[Prompt]
Your answer should consist of the lines below that hold the word "ValueEnum".
Start of Block
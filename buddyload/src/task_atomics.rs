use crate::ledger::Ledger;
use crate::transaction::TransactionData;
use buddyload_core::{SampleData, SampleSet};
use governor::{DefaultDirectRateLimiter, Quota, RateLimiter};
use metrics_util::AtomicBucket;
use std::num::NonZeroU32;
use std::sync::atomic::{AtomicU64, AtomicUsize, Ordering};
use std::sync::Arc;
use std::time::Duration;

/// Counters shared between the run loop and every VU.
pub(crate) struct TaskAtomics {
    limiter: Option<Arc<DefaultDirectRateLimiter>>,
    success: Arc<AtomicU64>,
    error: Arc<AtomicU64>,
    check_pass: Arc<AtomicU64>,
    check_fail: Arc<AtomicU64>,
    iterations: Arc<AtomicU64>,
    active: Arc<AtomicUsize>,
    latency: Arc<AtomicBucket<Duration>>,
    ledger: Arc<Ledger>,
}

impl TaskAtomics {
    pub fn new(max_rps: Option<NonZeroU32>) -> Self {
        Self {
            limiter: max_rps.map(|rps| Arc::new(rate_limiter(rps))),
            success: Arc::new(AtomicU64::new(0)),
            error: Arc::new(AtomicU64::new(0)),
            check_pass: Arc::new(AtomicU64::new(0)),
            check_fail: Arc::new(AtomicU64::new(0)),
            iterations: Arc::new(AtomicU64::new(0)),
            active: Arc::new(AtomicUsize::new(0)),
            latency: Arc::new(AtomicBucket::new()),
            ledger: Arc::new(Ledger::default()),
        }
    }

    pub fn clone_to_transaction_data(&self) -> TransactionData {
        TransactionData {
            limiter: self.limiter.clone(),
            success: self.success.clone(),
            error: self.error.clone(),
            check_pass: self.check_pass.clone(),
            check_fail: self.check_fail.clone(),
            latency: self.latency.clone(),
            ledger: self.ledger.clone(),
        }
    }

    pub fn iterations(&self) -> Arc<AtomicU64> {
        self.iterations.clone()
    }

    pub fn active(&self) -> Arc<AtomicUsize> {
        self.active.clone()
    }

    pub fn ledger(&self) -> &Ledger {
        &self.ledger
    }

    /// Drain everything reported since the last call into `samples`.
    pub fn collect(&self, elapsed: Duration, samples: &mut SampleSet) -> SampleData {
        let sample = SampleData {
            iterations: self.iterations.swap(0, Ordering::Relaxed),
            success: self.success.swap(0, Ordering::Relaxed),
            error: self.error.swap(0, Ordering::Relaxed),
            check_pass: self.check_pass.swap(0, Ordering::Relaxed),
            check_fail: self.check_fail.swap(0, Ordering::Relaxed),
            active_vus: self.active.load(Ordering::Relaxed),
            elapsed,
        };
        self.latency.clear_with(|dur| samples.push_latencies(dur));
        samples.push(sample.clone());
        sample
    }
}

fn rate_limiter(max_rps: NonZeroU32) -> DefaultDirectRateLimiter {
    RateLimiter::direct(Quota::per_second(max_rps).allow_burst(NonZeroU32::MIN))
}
End of Block
Start of Block
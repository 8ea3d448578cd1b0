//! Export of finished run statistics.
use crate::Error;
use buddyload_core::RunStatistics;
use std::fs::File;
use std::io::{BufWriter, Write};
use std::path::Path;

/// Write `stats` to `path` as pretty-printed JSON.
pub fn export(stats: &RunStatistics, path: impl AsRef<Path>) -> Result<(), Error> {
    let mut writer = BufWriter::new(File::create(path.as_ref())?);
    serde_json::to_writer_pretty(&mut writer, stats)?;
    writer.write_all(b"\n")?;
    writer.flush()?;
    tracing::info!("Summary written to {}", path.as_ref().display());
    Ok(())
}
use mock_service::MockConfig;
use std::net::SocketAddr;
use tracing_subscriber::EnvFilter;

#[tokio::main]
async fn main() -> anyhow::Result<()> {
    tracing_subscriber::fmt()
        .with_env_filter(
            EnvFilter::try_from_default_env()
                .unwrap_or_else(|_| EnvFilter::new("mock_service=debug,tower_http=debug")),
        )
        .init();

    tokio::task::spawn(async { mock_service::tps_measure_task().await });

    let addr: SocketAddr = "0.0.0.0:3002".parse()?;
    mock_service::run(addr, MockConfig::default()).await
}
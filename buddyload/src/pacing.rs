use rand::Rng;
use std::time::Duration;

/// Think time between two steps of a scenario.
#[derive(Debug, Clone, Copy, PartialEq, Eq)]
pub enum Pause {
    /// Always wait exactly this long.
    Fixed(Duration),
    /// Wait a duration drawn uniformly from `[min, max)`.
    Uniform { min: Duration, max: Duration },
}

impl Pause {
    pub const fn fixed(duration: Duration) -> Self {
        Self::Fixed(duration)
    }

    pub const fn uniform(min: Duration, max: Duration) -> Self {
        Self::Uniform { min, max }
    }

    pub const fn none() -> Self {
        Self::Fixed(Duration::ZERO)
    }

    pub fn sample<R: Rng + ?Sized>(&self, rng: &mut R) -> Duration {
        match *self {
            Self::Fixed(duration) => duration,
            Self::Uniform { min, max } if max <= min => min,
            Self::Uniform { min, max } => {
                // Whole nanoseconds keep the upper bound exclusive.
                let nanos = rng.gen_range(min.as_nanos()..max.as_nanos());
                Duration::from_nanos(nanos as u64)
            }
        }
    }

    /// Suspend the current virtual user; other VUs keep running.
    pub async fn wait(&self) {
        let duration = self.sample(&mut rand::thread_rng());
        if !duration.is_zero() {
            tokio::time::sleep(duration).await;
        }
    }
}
End of Block
Start of Block
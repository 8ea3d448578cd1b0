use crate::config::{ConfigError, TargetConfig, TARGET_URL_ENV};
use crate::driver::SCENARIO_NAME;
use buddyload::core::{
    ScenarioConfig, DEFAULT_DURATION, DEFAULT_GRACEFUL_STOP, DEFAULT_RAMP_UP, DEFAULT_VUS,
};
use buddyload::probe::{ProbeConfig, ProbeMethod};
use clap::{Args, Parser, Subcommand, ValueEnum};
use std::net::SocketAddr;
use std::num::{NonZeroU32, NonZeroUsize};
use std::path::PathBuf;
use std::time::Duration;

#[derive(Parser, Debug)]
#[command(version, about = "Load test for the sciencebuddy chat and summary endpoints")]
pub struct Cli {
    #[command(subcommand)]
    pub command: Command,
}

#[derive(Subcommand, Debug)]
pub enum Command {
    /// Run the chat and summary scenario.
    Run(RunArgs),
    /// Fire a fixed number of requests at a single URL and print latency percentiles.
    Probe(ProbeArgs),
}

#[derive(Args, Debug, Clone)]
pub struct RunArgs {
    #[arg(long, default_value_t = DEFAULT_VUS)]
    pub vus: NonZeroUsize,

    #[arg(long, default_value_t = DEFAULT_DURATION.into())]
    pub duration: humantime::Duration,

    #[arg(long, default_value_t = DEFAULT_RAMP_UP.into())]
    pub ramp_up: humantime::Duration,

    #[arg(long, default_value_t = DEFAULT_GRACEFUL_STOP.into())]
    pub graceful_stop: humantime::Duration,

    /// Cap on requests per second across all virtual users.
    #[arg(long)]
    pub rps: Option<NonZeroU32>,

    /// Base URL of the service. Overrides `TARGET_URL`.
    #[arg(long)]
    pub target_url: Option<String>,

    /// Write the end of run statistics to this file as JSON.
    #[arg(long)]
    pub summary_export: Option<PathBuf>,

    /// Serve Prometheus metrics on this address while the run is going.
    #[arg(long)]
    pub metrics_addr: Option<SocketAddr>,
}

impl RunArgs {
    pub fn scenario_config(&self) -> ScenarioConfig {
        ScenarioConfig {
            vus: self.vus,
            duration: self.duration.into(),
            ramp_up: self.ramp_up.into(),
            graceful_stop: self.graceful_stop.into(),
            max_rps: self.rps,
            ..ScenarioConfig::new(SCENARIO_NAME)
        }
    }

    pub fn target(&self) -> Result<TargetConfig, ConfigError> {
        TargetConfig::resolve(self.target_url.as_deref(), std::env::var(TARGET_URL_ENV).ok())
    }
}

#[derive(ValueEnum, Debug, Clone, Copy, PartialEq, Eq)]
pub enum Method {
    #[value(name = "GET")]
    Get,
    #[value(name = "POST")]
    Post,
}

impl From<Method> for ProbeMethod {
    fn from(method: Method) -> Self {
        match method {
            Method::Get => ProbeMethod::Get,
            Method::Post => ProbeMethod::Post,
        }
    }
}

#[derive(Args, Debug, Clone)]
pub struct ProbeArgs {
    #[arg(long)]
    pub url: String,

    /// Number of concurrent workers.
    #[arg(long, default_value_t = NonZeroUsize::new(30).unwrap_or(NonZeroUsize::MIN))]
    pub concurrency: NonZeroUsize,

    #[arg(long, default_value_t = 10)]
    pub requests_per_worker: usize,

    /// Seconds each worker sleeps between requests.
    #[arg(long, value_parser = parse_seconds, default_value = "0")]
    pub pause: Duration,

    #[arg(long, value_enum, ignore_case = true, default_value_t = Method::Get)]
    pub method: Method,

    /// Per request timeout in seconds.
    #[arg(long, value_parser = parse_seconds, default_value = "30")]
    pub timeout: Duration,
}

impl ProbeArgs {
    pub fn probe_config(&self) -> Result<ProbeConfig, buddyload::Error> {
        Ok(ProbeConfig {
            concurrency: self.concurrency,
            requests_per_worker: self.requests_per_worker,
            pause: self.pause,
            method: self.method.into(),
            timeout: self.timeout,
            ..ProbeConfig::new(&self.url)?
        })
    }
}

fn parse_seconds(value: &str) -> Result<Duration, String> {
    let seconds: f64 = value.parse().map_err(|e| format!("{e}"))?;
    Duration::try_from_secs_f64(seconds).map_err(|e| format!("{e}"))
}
End of Block
[Task response]
use clap::{Args, Parser, Subcommand, ValueEnum};
#[derive(ValueEnum, Debug, Clone, Copy, PartialEq, Eq)]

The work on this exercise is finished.